Impact of High Process Deployments on Elasticsearch
On this Chaos Day, we conducted an experiment to observe the impact on Elasticsearch when deploying a large number of process versions to a Camunda cluster, and how that pressure propagates through Optimize, the Zeebe Elasticsearch exporter, and ultimately back to the Camunda engine itself. During recent investigations, we identified a dependency between deployed process models and Elasticsearch shard usage, and wanted to experiment with it to understand what happens when we deploy X process models and where the actual limit lies.
TL;DR; We discovered a 1:1 relationship between Optimize indices and deployed processes, providing a clear, measurable limit on the number of process models that can coexist with Optimize on a given Elasticsearch cluster. Once the Elasticsearch cluster reaches its maximum normal shard limit (default 1000 per node, e.g., 3000 for a 3-node cluster), it stops creating new indices. The Zeebe engine remains unaffected initially. Our hypothesis is that the failure will cascade the next day, once the Zeebe Elasticsearch exporter attempts to create its new dated index and gets rejected. This would ultimately affect Camunda, causing unrecoverable backpressure.
Chaos Experiment
Setup
For setup, we created a load test in the c8-chaos-22 namespace running the simple one_task process at 150 PI/s. On top of this running load test, we then used c8ctl to deploy approximately ~2000 versions of one_task. This way, we could observe both the shard-side effect and the engine-side effect at the same time.
Expected
Deploying a large number of process definitions and versions should not degrade the availability of the core Camunda workflow engine (Zeebe). If reporting and archival systems (such as Optimize) reach capacity limits, they should fail gracefully without blocking the Camunda engine's execution or progress.
From recent investigations, we already expected to hit the Elasticsearch shard limit at some point. The goal of this experiment was to validate how the system actually behaves when that limit is reached.
Actual
We observed that the number of Optimize indices grows in a 1:1 relationship with the number of deployed process definitions. As we ramped up deployments in the c8-chaos-22 namespace, the Optimize index count grew linearly with each new process version, climbing from a baseline of ~20 to over 1400 indices within ~20 minutes:

We can observe this 1:1 pattern in production clusters as well, where each deployed process gets its own dedicated Optimize index:

Each Optimize index is also configured with a default of 1 shard per index (see the Optimize importer/archiver configmap).
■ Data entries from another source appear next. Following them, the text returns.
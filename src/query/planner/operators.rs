// Logical Operators
//
// This module defines the relational-algebra nodes emitted by the logical
// planner. Nodes carry semantic attributes only; physical implementation
// choices belong to the downstream cost-based planner.

use std::collections::HashMap;
use std::fmt;

use crate::common::types::{ColumnId, DatabaseId, NamespaceId, TableId, INVALID_ID};
use crate::query::ast::{Expression, ExternalFile, OrderDirection, UpdateClause};

use super::predicates::AnnotatedExpression;

/// A logical relational operator together with its attributes
#[derive(Debug, Clone, PartialEq)]
pub enum LogicalOperator {
    /// Base-table scan; predicates may be empty
    Get {
        database: DatabaseId,
        namespace: NamespaceId,
        table: TableId,
        predicates: Vec<AnnotatedExpression>,
        table_alias: String,
        is_for_update: bool,
    },
    /// Projects a nested SELECT as a named relation
    QueryDerivedGet {
        table_alias: String,
        alias_to_expr: HashMap<String, Expression>,
    },
    /// COPY source reading an external file
    ExternalFileGet { file: ExternalFile },
    /// COPY sink writing an external file
    ExportExternalFile { file: ExternalFile },
    /// Conjunction above its child
    Filter { predicates: Vec<AnnotatedExpression> },
    InnerJoin,
    OuterJoin { condition: Expression },
    LeftJoin { condition: Expression },
    RightJoin { condition: Expression },
    SemiJoin { condition: Expression },
    /// At-most-one inner row per outer row; scalar-subquery rewrites
    SingleJoin,
    /// Boolean presence marker per outer row; IN and EXISTS rewrites
    MarkJoin,
    /// Aggregation; empty group columns mean plain aggregation
    AggregateAndGroupBy { group_by: Vec<Expression> },
    Distinct,
    Limit {
        offset: i64,
        limit: i64,
        sort_exprs: Vec<Expression>,
        sort_directions: Vec<OrderDirection>,
    },
    Insert {
        database: DatabaseId,
        namespace: NamespaceId,
        table: TableId,
        columns: Vec<ColumnId>,
        values: Vec<Vec<Expression>>,
    },
    InsertSelect {
        database: DatabaseId,
        namespace: NamespaceId,
        table: TableId,
    },
    Update {
        database: DatabaseId,
        namespace: NamespaceId,
        table_alias: String,
        table: TableId,
        updates: Vec<UpdateClause>,
    },
    Delete {
        database: DatabaseId,
        namespace: NamespaceId,
        table: TableId,
    },
}

impl LogicalOperator {
    /// Scan bound to no table, used for SELECT without FROM
    pub fn dummy_get() -> Self {
        LogicalOperator::Get {
            database: INVALID_ID,
            namespace: INVALID_ID,
            table: INVALID_ID,
            predicates: Vec::new(),
            table_alias: String::new(),
            is_for_update: false,
        }
    }

    /// Whether this operator is one of the two-child join kinds
    pub fn is_join(&self) -> bool {
        matches!(
            self,
            LogicalOperator::InnerJoin
                | LogicalOperator::OuterJoin { .. }
                | LogicalOperator::LeftJoin { .. }
                | LogicalOperator::RightJoin { .. }
                | LogicalOperator::SemiJoin { .. }
                | LogicalOperator::SingleJoin
                | LogicalOperator::MarkJoin
        )
    }

    /// Operator name as shown in plan renderings
    pub fn name(&self) -> &'static str {
        match self {
            LogicalOperator::Get { .. } => "Get",
            LogicalOperator::QueryDerivedGet { .. } => "QueryDerivedGet",
            LogicalOperator::ExternalFileGet { .. } => "ExternalFileGet",
            LogicalOperator::ExportExternalFile { .. } => "ExportExternalFile",
            LogicalOperator::Filter { .. } => "Filter",
            LogicalOperator::InnerJoin => "InnerJoin",
            LogicalOperator::OuterJoin { .. } => "OuterJoin",
            LogicalOperator::LeftJoin { .. } => "LeftJoin",
            LogicalOperator::RightJoin { .. } => "RightJoin",
            LogicalOperator::SemiJoin { .. } => "SemiJoin",
            LogicalOperator::SingleJoin => "SingleJoin",
            LogicalOperator::MarkJoin => "MarkJoin",
            LogicalOperator::AggregateAndGroupBy { .. } => "AggregateAndGroupBy",
            LogicalOperator::Distinct => "Distinct",
            LogicalOperator::Limit { .. } => "Limit",
            LogicalOperator::Insert { .. } => "Insert",
            LogicalOperator::InsertSelect { .. } => "InsertSelect",
            LogicalOperator::Update { .. } => "Update",
            LogicalOperator::Delete { .. } => "Delete",
        }
    }
}

fn join_expressions(predicates: &[AnnotatedExpression]) -> String {
    predicates
        .iter()
        .map(|predicate| predicate.expression().to_string())
        .collect::<Vec<_>>()
        .join(" AND ")
}

impl fmt::Display for LogicalOperator {
    fn fmt(&self, f: &mut fmt::Formatter<'_>) -> fmt::Result {
        match self {
            LogicalOperator::Get {
                table,
                predicates,
                table_alias,
                is_for_update,
                ..
            } => {
                write!(f, "Get(table={}, alias={}", table, table_alias)?;
                if !predicates.is_empty() {
                    write!(f, ", predicates=[{}]", join_expressions(predicates))?;
                }
                if *is_for_update {
                    write!(f, ", for_update")?;
                }
                write!(f, ")")
            }
            LogicalOperator::QueryDerivedGet { table_alias, .. } => {
                write!(f, "QueryDerivedGet(alias={})", table_alias)
            }
            LogicalOperator::ExternalFileGet { file } => {
                write!(f, "ExternalFileGet({}, {})", file.format, file.path)
            }
            LogicalOperator::ExportExternalFile { file } => {
                write!(f, "ExportExternalFile({}, {})", file.format, file.path)
            }
            LogicalOperator::Filter { predicates } => {
                write!(f, "Filter({})", join_expressions(predicates))
            }
            LogicalOperator::OuterJoin { condition }
            | LogicalOperator::LeftJoin { condition }
            | LogicalOperator::RightJoin { condition }
            | LogicalOperator::SemiJoin { condition } => {
                write!(f, "{}({})", self.name(), condition)
            }
            LogicalOperator::AggregateAndGroupBy { group_by } => {
                if group_by.is_empty() {
                    write!(f, "AggregateAndGroupBy")
                } else {
                    let columns = group_by
                        .iter()
                        .map(|column| column.to_string())
                        .collect::<Vec<_>>()
                        .join(", ");
                    write!(f, "AggregateAndGroupBy([{}])", columns)
                }
            }
            LogicalOperator::Limit { offset, limit, .. } => {
                write!(f, "Limit(offset={}, limit={})", offset, limit)
            }
            LogicalOperator::Insert { table, columns, values, .. } => {
                write!(
                    f,
                    "Insert(table={}, columns={}, rows={})",
                    table,
                    columns.len(),
                    values.len()
                )
            }
            LogicalOperator::InsertSelect { table, .. } => {
                write!(f, "InsertSelect(table={})", table)
            }
            LogicalOperator::Update { table, table_alias, updates, .. } => {
                let clauses = updates
                    .iter()
                    .map(|clause| format!("{} := {}", clause.column, clause.value))
                    .collect::<Vec<_>>()
                    .join(", ");
                write!(f, "Update(table={}, alias={}, [{}])", table, table_alias, clauses)
            }
            LogicalOperator::Delete { table, .. } => write!(f, "Delete(table={})", table),
            _ => write!(f, "{}", self.name()),
        }
    }
}

/// A node in the logical operator tree
///
/// Each node owns its ordered children; the root returned by the planner
/// owns the whole tree.
#[derive(Debug, Clone, PartialEq)]
pub struct OperatorNode {
    op: LogicalOperator,
    children: Vec<OperatorNode>,
}

impl OperatorNode {
    pub fn new(op: LogicalOperator, children: Vec<OperatorNode>) -> Self {
        OperatorNode { op, children }
    }

    pub fn leaf(op: LogicalOperator) -> Self {
        OperatorNode {
            op,
            children: Vec::new(),
        }
    }

    pub fn op(&self) -> &LogicalOperator {
        &self.op
    }

    pub fn children(&self) -> &[OperatorNode] {
        &self.children
    }

    fn fmt_indented(&self, f: &mut fmt::Formatter<'_>, indent: usize) -> fmt::Result {
        writeln!(f, "{:indent$}{}", "", self.op, indent = indent * 2)?;
        for child in &self.children {
            child.fmt_indented(f, indent + 1)?;
        }
        Ok(())
    }
}

impl fmt::Display for OperatorNode {
    fn fmt(&self, f: &mut fmt::Formatter<'_>) -> fmt::Result {
        self.fmt_indented(f, 0)
    }
}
However, because Optimize uses 1 replica by default, the effective shard count contributed per Optimize index is doubled (primary + replica), so the total shard usage from Optimize is 2 × number of process models.
Once the maximum Elasticsearch shard limit is reached, the cluster blocks the creation of any new indices or shards. Optimize logs with thousands of errors due to data import failures. The rejection from Elasticsearch looks like this:
co.elastic.clients.elasticsearch._types.ElasticsearchException: [es/indices.create] failed: [validation_exception] Validation Failed: 1: this action would add [2] shards, but this cluster currently has [3000]/[3000] maximum normal shards open; for more information, see https://www.elastic.co/guide/en/elasticsearch/reference/8.18/size-your-shards.html#troubleshooting-max-shards-open;

Camunda continues to make progress temporarily because the archiver is decoupled and the current runtime indices already exist. The orchestration cluster keeps processing instances even after the shards have filled up:

The Critical Failure (Hypothesis)
When we ended the test, the engine itself was still progressing, the 150 PI/s workload was being processed without backpressure, and process instances kept completing. However, we expect the real damage to surface the next day. Our hypothesis is the following: when the Elasticsearch exporter attempts to create a new dated index (e.g., for the daily Zeebe record indices), the request will be rejected by Elasticsearch because no new shards can be allocated. This should block the exporter entirely, which would cascade into unrecoverable backpressure on the Camunda engine. At that point, process execution would halt, and manual intervention would be required to restore the cluster.
We will observe the cluster over the next day to verify the cascading failure and update this post with the findings.
What We Learned
- Optimize creates one index per deployed process model. This 1:1 relationship is the root cause of the shard pressure. Combined with the default
1shard +1replica per Optimize index (source), each deployed process model consumes effectively2shards in the cluster. The shard count, therefore, grows as2 × processesand exhausts the cluster shard budget prematurely. - Elasticsearch's shard limit is a hard ceiling for the whole platform. Once
cluster.max_shards_per_nodeis reached, no component can create new indices. Optimize import and archiver fail first. - Camunda's engine stays healthy only as long as no new index needs to be created. Runtime processing continues to work because the existing dated indices are still writable. The risk surfaces when a new dated index is needed (our hypothesis for the next-day cascade).
- Decoupling helps, but only delays the impact. The archiver being decoupled from the engine hot path bought us time, but it did not prevent the eventual cascade once the exporter needs a new index.
Possible Improvements
- Reactive (once we hit the issue): Dynamically balance shards by adding an extra Elasticsearch node, increasing the
cluster.max_shards_per_nodelimit, or deleting older indices (which results in data loss). These are mitigations to apply once the cluster is already in a bad state, not a prevention. - Preventative: Implement a capacity limit to block customers from deploying process models beyond a threshold that would put the cluster shard budget at risk. Note that we already have an implicit process-model limit imposed by the shard ceiling, so explicitly capping it (or lowering the per-Optimize-index shard/replica count) gives us free headroom on the cluster.
- Long-term: Refactor Optimize to use a different, more scalable data model that does not require a 1:1 index-to-process mapping (e.g., a single shared index keyed by process definition).